Now that I'm awake, I remember the heat of Sera’s mouth and the wet slide of her tongue on my cock. My spine arching off the chair when she sucked. The sounds I made, sounds I didn't know I could still make.
My stomach flips. Then lower. A flutter in my belly that has nothing to do with memory. A clench. My body responding now, in the present, to the ghost of what she did.
It felt good. That's the part I keep circling back to. I wanted her yesterday. I wanted Sera's mouth on me, and she gave it to me. She asked first. She gave and I was not afraid.
Slick gathers, pooling where my thighs press together. My body wanting an alpha. My alpha. Espie's scent shifts, gardenia deepening. We're so attuned to each other. Even asleep, her body knows what mine is doing.
She’s the reason I’m aware and functioning and not in a catatonic state in some gray room. Espie and Sera woke me. Kev, Lex and Ezra sustain me.
Espie watched everything with Sera and then she kissed Sera. If that hadn't felt right to her, I would have felt it. Nothing changed. Or everything changed, because Espie hadn’t wanted to stop at one kiss. My cock swells, remembering them together. And now I have a plan for the morning:get my omega and my alpha together.
Espie twitches in her sleep. A small whine catches in her throat and I tighten my arm around her, drawing her in closer. Her whole body goes rigid against mine a half-second before her eyes snap open, and when they open they see nothing in this room. They see cinderblock. They see whatever room she was locked in for years.
A bloom of helpless rage streaks through me at Ethan Wallace. That he'd taken a gentle girl and subjected her to hell. It’s a wonder she’s still functioning. I stifle my rage. She doesn’t need that from me.
“Hey, hey. It's okay, sweetheart. You're not there. You're here with me.” I keep my voice low, even, the same voice I use every morning when she wakes the same way.
Her eyes dart to places I can’t see, then she blinks. Awareness filters through. The cinderblock falls away, and the room comes back. Her breath shudders out of her in one long exhale.
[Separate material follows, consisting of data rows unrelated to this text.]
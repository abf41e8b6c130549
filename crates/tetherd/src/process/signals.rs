use std::io;
use std::sync::{Mutex, PoisonError};

use signal_hook::consts::signal::{SIGHUP, SIGINT, SIGQUIT, SIGTERM};
use signal_hook::iterator::{Handle, Signals};
use thiserror::Error;
use tracing::info;

use super::PROCESS_TARGET;

/// Source of the external request to stop the daemon.
pub trait ShutdownSignal: Send + Sync {
    /// Starts listening. Called once before [`ShutdownSignal::wait`].
    ///
    /// # Errors
    ///
    /// Fails when the listener cannot be installed.
    fn arm(&self) -> Result<(), SignalError>;

    /// Blocks until a signal arrives, returning its number, or until
    /// [`ShutdownSignal::close`] is called, returning `None`.
    fn wait(&self) -> Option<i32>;

    /// Wakes any waiter and stops listening.
    fn close(&self);
}

/// Errors reported by shutdown signal listeners.
#[derive(Debug, Error)]
pub enum SignalError {
    /// Installing signal handlers failed.
    #[error("failed to install signal handlers: {source}")]
    Install {
        /// Underlying IO error.
        #[source]
        source: io::Error,
    },
}

/// Listens for SIGTERM, SIGINT, SIGQUIT and SIGHUP.
///
/// Handlers are only installed by [`ShutdownSignal::arm`], so proxy and
/// standalone processes keep the default signal behaviour.
#[derive(Default)]
pub struct SystemShutdownSignal {
    signals: Mutex<Option<Signals>>,
    handle: Mutex<Option<Handle>>,
}

impl std::fmt::Debug for SystemShutdownSignal {
    fn fmt(&self, formatter: &mut std::fmt::Formatter<'_>) -> std::fmt::Result {
        let armed = self
            .handle
            .lock()
            .unwrap_or_else(PoisonError::into_inner)
            .is_some();
        formatter
            .debug_struct("SystemShutdownSignal")
            .field("armed", &armed)
            .finish_non_exhaustive()
    }
}

impl SystemShutdownSignal {
    /// Builds an unarmed listener.
    #[must_use]
    pub fn new() -> Self {
        Self::default()
    }
}

impl ShutdownSignal for SystemShutdownSignal {
    fn arm(&self) -> Result<(), SignalError> {
        let mut handle = self.handle.lock().unwrap_or_else(PoisonError::into_inner);
        if handle.is_some() {
            return Ok(());
        }
        let signals = Signals::new([SIGTERM, SIGINT, SIGQUIT, SIGHUP])
            .map_err(|source| SignalError::Install { source })?;
        *handle = Some(signals.handle());
        *self.signals.lock().unwrap_or_else(PoisonError::into_inner) = Some(signals);
        Ok(())
    }

    fn wait(&self) -> Option<i32> {
        let mut guard = self.signals.lock().unwrap_or_else(PoisonError::into_inner);
        let signal = guard.as_mut()?.forever().next()?;
        info!(target: PROCESS_TARGET, signal, "shutdown signal received");
        Some(signal)
    }

    fn close(&self) {
        if let Some(handle) = self
            .handle
            .lock()
            .unwrap_or_else(PoisonError::into_inner)
            .as_ref()
        {
            handle.close();
        }
    }
}
use thiserror::Error;

use tether_protocol::Message;

/// Delivers daemon-initiated messages to every connected client.
pub trait ClientNotifier: Send + Sync {
    /// Sends `message` to all clients.
    ///
    /// # Errors
    ///
    /// Returns [`NotifyError`] when at least one client could not be reached.
    /// Delivery to the remaining clients is still attempted.
    fn broadcast(&self, message: &Message) -> Result<(), NotifyError>;
}

/// Partial or total broadcast failure.
#[derive(Debug, Clone, PartialEq, Eq, Error)]
#[error("failed to notify {failed} of {attempted} clients")]
pub struct NotifyError {
    /// Clients that could not be written to.
    pub failed: usize,
    /// Clients a delivery was attempted for.
    pub attempted: usize,
}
She offers me a shy, self-conscious smile. The kind she always gives me. “Hey.”
“Hey yourself.”
She ducks her head. “I’m so…”
I place a knuckle under her chin and hold her steady. “Don’t you dare say you’re sorry. You hear me? Never apologize for that.”
Her cheeks flush. She drops her gaze and nods as a wave of embarrassment flows from her to me. “You okay? And I mean actually okay, not the version where you say you're fine and then I find out later you were drowning the whole time.”
Her gaze finds mine. She strokes my cheekbone with her thumb while she considers. “I am because I’m here with you.” A slight line forms between her brows. “Is it wrong that I rely on you so much?”
I shake my head. “I rely on you just as much, you know.”
She searches my face, feeling the truth of my words. “Last night. With Sera. Was it... I need to know if you're okay. I asked her into our nest and...”
I cut her off because I don’t want her guilt over something that’s not her fault. “It was good. Sera helped me. She… really helped me.”